April 17, 2008

Seven To One

I went to Barnes & Noble at lunch today. I was looking for a history book to complement my CD lecture series about the history of the Viking people and I think I found a decent book for that purpose. But, I also wandered by the "Science" section and was struck by the dichotomy of seeing "Science" books like Voyages to Mars: A History Of Planetary Exploration sold right next to "New Age" books like Discovering the Power of Crystal Healing.

So I looked at the of book racks -- those expensive pieces of retail shelf space -- to see the various categories of books available up and down that aisle of the store. Here's what I found:

  • Science: 3 racks. (Measured by shelf space, between a third to a half of these books had titles relating to evolutionary biology. Another third or so were about some field of study of outer space.)

  • New Age: 5 racks.

  • Spirituality: 1 rack. (On closer examination, it was not readily apparent what the difference was between "Spirituality" and "New Age" books might have been.)

  • Bibles: 3 racks (Included "Speciality Bibles" like large-print, illustrated, annotated, and non-English versions)

  • Religion: 1 rack. (Included two other subjects: "Judaica" and "World Religions," meaning anything but Christianity or Judaism.)

  • Christian Inspiration: 3 racks.

  • Christianity: 3 racks.

  • Religious Fiction: 3 racks. (Every title in this section that I scanned appeared to have a Christian theme.)
Barnes & Noble posted nearly $136 million in net profit last year. I assume it knows its customer base pretty well. And so the way it chooses to mark and stock its limited supply of intensely valuable shelves of retail space is indicative of what its customers want to buy. That, in turn, tells me something about the kind of information that people want to fill their minds with. And by a ratio of 7:1, people prefer religious subject matter to scientific subject matter.
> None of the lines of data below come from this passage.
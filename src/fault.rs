//! # Fault Capture
//!
//! Last-resort diagnostics for unrecoverable processor faults.
//!
//! ```text
//!  ┌───────┐ fault vector ┌─────────┐ report sealed ┌──────────┐ reset ┌───────────┐
//!  │ Armed │ ───────────► │ Trapped │ ────────────► │ Captured │ ────► │ Resetting │
//!  └───────┘              └─────────┘               └──────────┘       └───────────┘
//! ```
//!
//! ## Two halves
//!
//! 1. **Raw entry** (`arch::cortex_m7`): hand-written assembly installed on
//!    the HardFault, MemoryManagement, BusFault and UsageFault vectors. It
//!    runs with interrupts masked, picks the stack pointer that was active
//!    at the fault before any general-purpose register is clobbered, restarts
//!    the watchdog and stores every live register plus the fault status
//!    block straight into the retained [`DeathReport`]. No stack frame is
//!    built until all of that is saved.
//! 2. **Tail** (ordinary Rust, no return): takes over the report as a
//!    [`FaultCapture`] in the `Trapped` state, copies a bounded window of
//!    the faulting stack, seals the report with its checksum and resets the
//!    system.
//!
//! [`arm`] is the `Armed` step: it routes every configurable fault to its
//! own vector so all of them reach the raw entry.
//!
//! If the faulting stack pointer is not a plausible RAM address, the stack
//! trace is left empty. There is no secondary fallback: a fault inside the
//! capture ends in the same reset.

use crate::config::{RAM_END, RAM_START, STACK_TRACE_WORDS};
use crate::death_report::DeathReport;
use crate::hal::{InterruptController, ResetController, WatchdogTimer};

/// Where a [`FaultCapture`] is in its one-way lifecycle.
#[derive(Debug, Clone, Copy, PartialEq, Eq)]
pub enum CaptureState {
    /// Fault vector entered, live registers saved.
    Trapped,
    /// Stack trace and checksum written.
    Captured,
    /// Reset requested. Terminal.
    Resetting,
}

/// Route MemManage, BusFault and UsageFault to their own vectors and trap
/// division by zero, so every fault reaches the capture entry.
pub fn arm<I: InterruptController>(interrupts: &mut I) {
    interrupts.enable_fault_traps();
    log::info!("fault capture armed");
}

/// Number of stack words that can be copied from `sp` without leaving
/// program RAM, capped at the trace capacity. Zero for an implausible `sp`.
pub fn stack_window_words(sp: u32) -> usize {
    let sp = sp as usize;
    if sp % 4 != 0 || !(RAM_START..RAM_END).contains(&sp) {
        return 0;
    }
    ((RAM_END - sp) / 4).min(STACK_TRACE_WORDS)
}

/// Copy the stack window into the report and seal it. The window is
/// truncated to the trace capacity.
pub fn finish_report(report: &mut DeathReport, window: &[u32]) {
    let len = window.len().min(STACK_TRACE_WORDS);
    report.stack_trace[..len].copy_from_slice(&window[..len]);
    report.stack_trace[len..].fill(0);
    report.stack_trace_length = len as u32;
    report.seal();
}

/// The tail of the capture, over a report the raw entry has filled in.
pub struct FaultCapture<'a, W: WatchdogTimer, R: ResetController> {
    report: &'a mut DeathReport,
    watchdog: W,
    reset: R,
    state: CaptureState,
}

impl<'a, W: WatchdogTimer, R: ResetController> FaultCapture<'a, W, R> {
    /// Take over `report` after the raw entry saved the registers. Restarts
    /// the watchdog so the rest of the capture runs on a full countdown.
    pub fn trapped(report: &'a mut DeathReport, mut watchdog: W, reset: R) -> Self {
        watchdog.restart();
        Self {
            report,
            watchdog,
            reset,
            state: CaptureState::Trapped,
        }
    }

    pub fn state(&self) -> CaptureState {
        self.state
    }

    pub fn report(&self) -> &DeathReport {
        self.report
    }

    /// Stack pointer that was active when the fault was taken.
    pub fn stack_pointer(&self) -> u32 {
        self.report.stack_trace_pointer
    }

    /// Copy the stack window and seal the report.
    pub fn seal(&mut self, window: &[u32]) {
        debug_assert_eq!(self.state, CaptureState::Trapped);
        self.watchdog.restart();
        finish_report(self.report, window);
        self.state = CaptureState::Captured;
    }

    /// Request the system reset. Never returns.
    pub fn reset(mut self) -> ! {
        self.state = CaptureState::Resetting;
        self.reset.reset_system()
    }
}

// ---------------------------------------------------------------------------
// Unit tests (host-only)
// ---------------------------------------------------------------------------
//! # Kairos SAMV71 Demonstration Firmware
//!
//! Runs the runtime core on a SAMV71 without a full RTOS underneath. The
//! RTOS services are stood in for by SysTick:
//!
//! | Service | Stand-in |
//! |---------|----------|
//! | Timer service | SysTick at 1 kHz + polled one-shot slots |
//! | Message queues | Counting queues drained by the main loop |
//! | Idle thread | Time spent in `wfi`, measured on the monotonic clock |
//!
//! One cyclic request drives a housekeeping interface at 10 Hz. Every
//! second the monitor is sampled and a summary goes out over semihosting.
//!
//! On boot the death report left by a previous fault, if any, is decoded,
//! logged and acknowledged.

#![no_std]
#![no_main]

use core::sync::atomic::{AtomicU32, Ordering};

use cortex_m::peripheral::syst::SystClkSource;
use cortex_m_rt::{entry, exception};
use cortex_m_semihosting::hprintln;
use panic_halt as _;

use kairos::board::samv71::{
    Samv71Interrupts, Samv71Reset, Samv71Watchdog, Tc0Clock, TC0_CHANNEL0_IRQ,
};
use kairos::clock::ReloadCounter;
use kairos::config::RTOS_TICKS_PER_SECOND;
use kairos::cyclic::RequestId;
use kairos::death_report::DeathReportReader;
use kairos::error::HalError;
use kairos::fault;
use kairos::hal::{
    MessageQueues, QueueFull, QueueId, ResetController, StackLookup, ThreadRegistry, TimerId,
    TimerService, WatchdogTimer,
};
use kairos::kernel::DefaultRuntime;

/// Core clock after the PLL set up by the boot ROM configuration.
const CORE_HZ: u32 = 300_000_000;

/// Master clock feeding the peripherals (core / 2).
const MCK_HZ: u64 = 150_000_000;

const HOUSEKEEPING_INTERFACE: usize = 0;
const HOUSEKEEPING_QUEUE: QueueId = QueueId(0);
const HOUSEKEEPING_PERIOD_NS: u64 = 100_000_000;
const HOUSEKEEPING_OFFSET_NS: u64 = 10_000_000;

const REPORT_PERIOD_NS: u64 = 1_000_000_000;

// ---------------------------------------------------------------------------
// Interrupt-written state
// ---------------------------------------------------------------------------

static RELOADS: ReloadCounter = ReloadCounter::new();
static RTOS_TICKS: AtomicU32 = AtomicU32::new(0);

#[exception]
fn SysTick() {
    RTOS_TICKS.fetch_add(1, Ordering::Relaxed);
}

#[exception]
unsafe fn DefaultHandler(irqn: i16) {
    if irqn == TC0_CHANNEL0_IRQ as i16 {
        Tc0Clock::acknowledge();
        RELOADS.on_reload_interrupt();
    }
}

// ---------------------------------------------------------------------------
// Logging
// ---------------------------------------------------------------------------

struct SemihostingLogger;

impl log::Log for SemihostingLogger {
    fn enabled(&self, metadata: &log::Metadata<'_>) -> bool {
        metadata.level() <= log::Level::Info
    }

    fn log(&self, record: &log::Record<'_>) {
        if self.enabled(record.metadata()) {
            hprintln!("[{} {}] {}", record.level(), record.target(), record.args());
        }
    }

    fn flush(&self) {}
}

static LOGGER: SemihostingLogger = SemihostingLogger;

// ---------------------------------------------------------------------------
// RTOS stand-ins
// ---------------------------------------------------------------------------

#[derive(Clone, Copy)]
struct Armed {
    deadline: u32,
    tag: usize,
}

/// One-shot timers on the SysTick count, expired by polling.
struct SysTickTimers {
    slots: [Option<Armed>; 4],
    created: usize,
}

impl SysTickTimers {
    const fn new() -> Self {
        Self {
            slots: [None; 4],
            created: 0,
        }
    }

    /// Disarm and return the tag of one expired timer.
    fn take_expired(&mut self) -> Option<usize> {
        let now = self.ticks_since_boot();
        self.slots[..self.created].iter_mut().find_map(|slot| match *slot {
            Some(armed) if now.wrapping_sub(armed.deadline) as i32 >= 0 => {
                *slot = None;
                Some(armed.tag)
            }
            _ => None,
        })
    }
}

impl TimerService for SysTickTimers {
    fn create_timer(&mut self) -> Result<TimerId, HalError> {
        if self.created == self.slots.len() {
            return Err(HalError::CapacityExceeded);
        }
        self.created += 1;
        Ok(TimerId(self.created as u32 - 1))
    }

    fn fire_after(&mut self, timer: TimerId, delay_ticks: u32, tag: usize) -> Result<(), HalError> {
        let deadline = self.ticks_since_boot().wrapping_add(delay_ticks);
        let slot = self.slots.get_mut(timer.0 as usize).ok_or(HalError::Rtos(timer.0))?;
        *slot = Some(Armed { deadline, tag });
        Ok(())
    }

    fn ticks_since_boot(&self) -> u32 {
        RTOS_TICKS.load(Ordering::Relaxed)
    }

    fn ticks_per_second(&self) -> u32 {
        RTOS_TICKS_PER_SECOND
    }
}

const QUEUE_DEPTH: u32 = 4;

/// Queues that only count their messages; the empty request carries no data.
struct CountingQueues {
    pending: [u32; 1],
}

impl CountingQueues {
    fn take(&mut self, queue: QueueId) -> bool {
        match self.pending.get_mut(queue.0 as usize) {
            Some(n) if *n > 0 => {
                *n -= 1;
                true
            }
            _ => false,
        }
    }
}

impl MessageQueues for CountingQueues {
    fn try_send(&mut self, queue: QueueId, _payload: &[u8]) -> Result<(), QueueFull> {
        match self.pending.get_mut(queue.0 as usize) {
            Some(n) if *n < QUEUE_DEPTH => {
                *n += 1;
                Ok(())
            }
            _ => Err(QueueFull),
        }
    }

    fn pending(&self, queue: QueueId) -> Option<u32> {
        self.pending.get(queue.0 as usize).copied()
    }
}

#[derive(Default)]
struct MainLoopThreads {
    idle_ns: u64,
}

impl ThreadRegistry for MainLoopThreads {
    fn idle_cpu_time_ns(&self) -> Option<u64> {
        Some(self.idle_ns)
    }

    // Everything runs on the main stack, which is not painted.
    fn thread_stack(&self, interface: usize) -> StackLookup<'_> {
        match interface {
            HOUSEKEEPING_INTERFACE => StackLookup::Unpainted,
            _ => StackLookup::Missing,
        }
    }

    fn queue_of(&self, interface: usize) -> Option<QueueId> {
        (interface == HOUSEKEEPING_INTERFACE).then_some(HOUSEKEEPING_QUEUE)
    }
}

type App = DefaultRuntime<'static, Tc0Clock, SysTickTimers, CountingQueues>;

// ---------------------------------------------------------------------------
// Application
// ---------------------------------------------------------------------------

fn housekeeping() -> u32 {
    let mut acc: u32 = 0;
    for i in 0..20_000u32 {
        acc = acc.rotate_left(5) ^ i;
    }
    acc
}

fn report(rt: &mut App, threads: &MainLoopThreads, request: RequestId) {
    if let Err(err) = rt.monitoring_tick(threads) {
        log::warn!("monitoring tick: {}", err);
    }

    let idle = rt.monitor.get_idle_cpu_usage();
    log::info!(
        "idle cpu {:.1}% (min {:.1}%, max {:.1}%)",
        idle.mean_percent,
        idle.min_percent,
        idle.max_percent
    );

    if let Ok(usage) = rt.monitor.get_usage(HOUSEKEEPING_INTERFACE) {
        log::info!(
            "housekeeping: {} runs, {}..{} ns, mean {} ns",
            usage.samples,
            usage.min_ns,
            usage.max_ns,
            usage.mean_ns
        );
    }

    let queued = rt.queued_items(threads, HOUSEKEEPING_INTERFACE).unwrap_or(0);
    let max_queued = rt.monitor.maximum_queued_items(HOUSEKEEPING_INTERFACE).unwrap_or(0);
    log::info!("housekeeping queue: {} waiting, {} max", queued, max_queued);

    if let Ok(stats) = rt.dispatcher.request_stats(request) {
        log::info!(
            "cyclic: {} fires, {} dropped, {} skipped, {} re-arm failures",
            stats.fires,
            stats.dropped,
            stats.skipped_cycles,
            stats.arm_failures
        );
    }
}

/// Firmware entry point. Does not return.
#[entry]
fn main() -> ! {
    let _ = log::set_logger(&LOGGER).map(|()| log::set_max_level(log::LevelFilter::Info));

    let Some(mut cp) = cortex_m::Peripherals::take() else {
        panic!("core peripherals taken twice");
    };

    Samv71Watchdog.disable();
    log::info!("boot: last reset {:?}", Samv71Reset.reset_reason());

    {
        // SAFETY: no task or interrupt that could fault has started, and the
        // reader is dropped before one does.
        let mut reader = unsafe { DeathReportReader::retained() };
        if let Ok(Some(_)) = reader.inspect() {
            reader.acknowledge();
        }
    }

    let mut interrupts = Samv71Interrupts::new(cp.NVIC, cp.SCB);
    fault::arm(&mut interrupts);

    cp.SYST.set_clock_source(SystClkSource::Core);
    cp.SYST.set_reload(CORE_HZ / RTOS_TICKS_PER_SECOND - 1);
    cp.SYST.clear_current();
    cp.SYST.enable_interrupt();
    cp.SYST.enable_counter();

    // SAFETY: nothing else in this image touches TC0.
    let hw = unsafe { Tc0Clock::new(MCK_HZ) };
    let mut rt: App = App::init(
        hw,
        &RELOADS,
        &mut interrupts,
        SysTickTimers::new(),
        CountingQueues { pending: [0] },
    );

    let request = match rt.register_cyclic(
        HOUSEKEEPING_PERIOD_NS,
        HOUSEKEEPING_OFFSET_NS,
        HOUSEKEEPING_QUEUE,
        0,
    ) {
        Ok(id) => id,
        Err(err) => panic!("housekeeping registration failed: {}", err),
    };
    let _ = rt.monitor.unfreeze();

    let mut threads = MainLoopThreads::default();
    let mut next_report_ns = REPORT_PERIOD_NS;

    loop {
        while let Some(tag) = rt.dispatcher.timer_service_mut().take_expired() {
            if let Err(err) = rt.on_timer(tag) {
                log::warn!("cyclic dispatch: {}", err);
            }
        }
        rt.rearm_stalled();

        if rt.dispatcher.queues_mut().take(HOUSEKEEPING_QUEUE) {
            rt.process_request(HOUSEKEEPING_INTERFACE, housekeeping);
            continue;
        }

        if rt.elapsed_ns() >= next_report_ns {
            next_report_ns += REPORT_PERIOD_NS;
            report(&mut rt, &threads, request);
        }

        let before = rt.elapsed_ns();
        cortex_m::asm::wfi();
        threads.idle_ns += rt.elapsed_ns().saturating_sub(before);
    }
}
//! CRC-16/CCITT-FALSE (poly 0x1021, init 0xFFFF, MSB first, no final XOR).
//!
//! Bitwise on purpose: it runs from the fault path, where a 512-byte lookup
//! table in flash buys nothing and the input is a few hundred bytes.

const POLY: u16 = 0x1021;
const INIT: u16 = 0xFFFF;

/// Running checksum state.
#[derive(Debug, Clone, Copy)]
pub struct Crc16 {
    crc: u16,
}

impl Crc16 {
    pub const fn new() -> Self {
        Self { crc: INIT }
    }

    pub fn update(&mut self, bytes: &[u8]) {
        for &byte in bytes {
            self.crc ^= u16::from(byte) << 8;
            for _ in 0..8 {
                self.crc = if self.crc & 0x8000 != 0 {
                    (self.crc << 1) ^ POLY
                } else {
                    self.crc << 1
                };
            }
        }
    }

    pub const fn finish(self) -> u16 {
        self.crc
    }
}

impl Default for Crc16 {
    fn default() -> Self {
        Self::new()
    }
}

/// Checksum of a single buffer.
pub fn crc16(bytes: &[u8]) -> u16 {
    let mut crc = Crc16::new();
    crc.update(bytes);
    crc.finish()
}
It strikes me as decidedly non-coincidental that the same ratio of science books on the shelves compared to the number of religious books on the shelves at a popular bookstore is roughly parallel to the number of Americans who describe themselves as not subscribing to a religion as compared to those who describe themselves as members of a religion. No, this is not a coincidence at all.

Now, granted. A Hindu might have some interest in learning about Christianity, to broaden her cultural horizons, because of curiosity about the religion, or to simply learn more about the Christian-dominated culture in which she lives. A Christian might well want to learn more about science. A scientist may well also be Christian. Even an atheist like me might be interested in having a Bible as a reference book, for a wide variety of reasons (although on those occasions when I find a Biblical citation that I am curious about, the Internet gets me the information I want, chapter and verse, pretty quickly).

But for the most part, these books are marketed to people who already buy into their subject matter. If you are an evangelical Christian who wants to read a story about how Christ Jesus provided a wayward soul with the inspiration and strength to reform her life, my guess is that you are not particularly likely to buy a paperback copy of The Blind Watchmaker.

Now, let's look at the larger picture. If Barnes & Noble is a for-profit reflection of the marketplace of ideas, religion and science are about one-tenth of that what's in that marketplace. There is a much larger audience, again judging by shelf space, for things like science fiction, romances, mysteries, military fiction, self-improvement, biography, cooking, and history. Indeed, in my case, it was a desire to learn more about history and anthropology than the physical sciences that drew me into the bookstore in the first place.

But unlike these other subjects, religion and science books provide a strong hint into the mindset of their readers. People who want religious books are generally likely to have a religious mind-set, a religious way of looking at the world. Conversely, people who want science books are generally likely to have a scientific mind-set, a scientific way of looking at the world. And while there are exceptions, there isn't a lot of overlap between the two sorts of world views.

And I'm merely a part of this phenomenon, not some sort of ambassador. After all, it did not even occur to me to actually buy any of the religious-subject books; doing so would have seemed to me a great waste of my money and reading them would have seemed to me a great waste of my time. My suspicion is that a converse dynamic would be at play for the sort of person who would consider buying a book from the "Christian Inspiration" rack when contemplating the "Science" rack, in particular the substantial portion of it which contained information about evolution.

As I alluded to above, I'll be the first to say that science and religion are not opposites. But in the marketplace of ideas, as roughly reflected in Barnes & Noble's retail calculus, it is demonstrably clear that people prefer religion to science.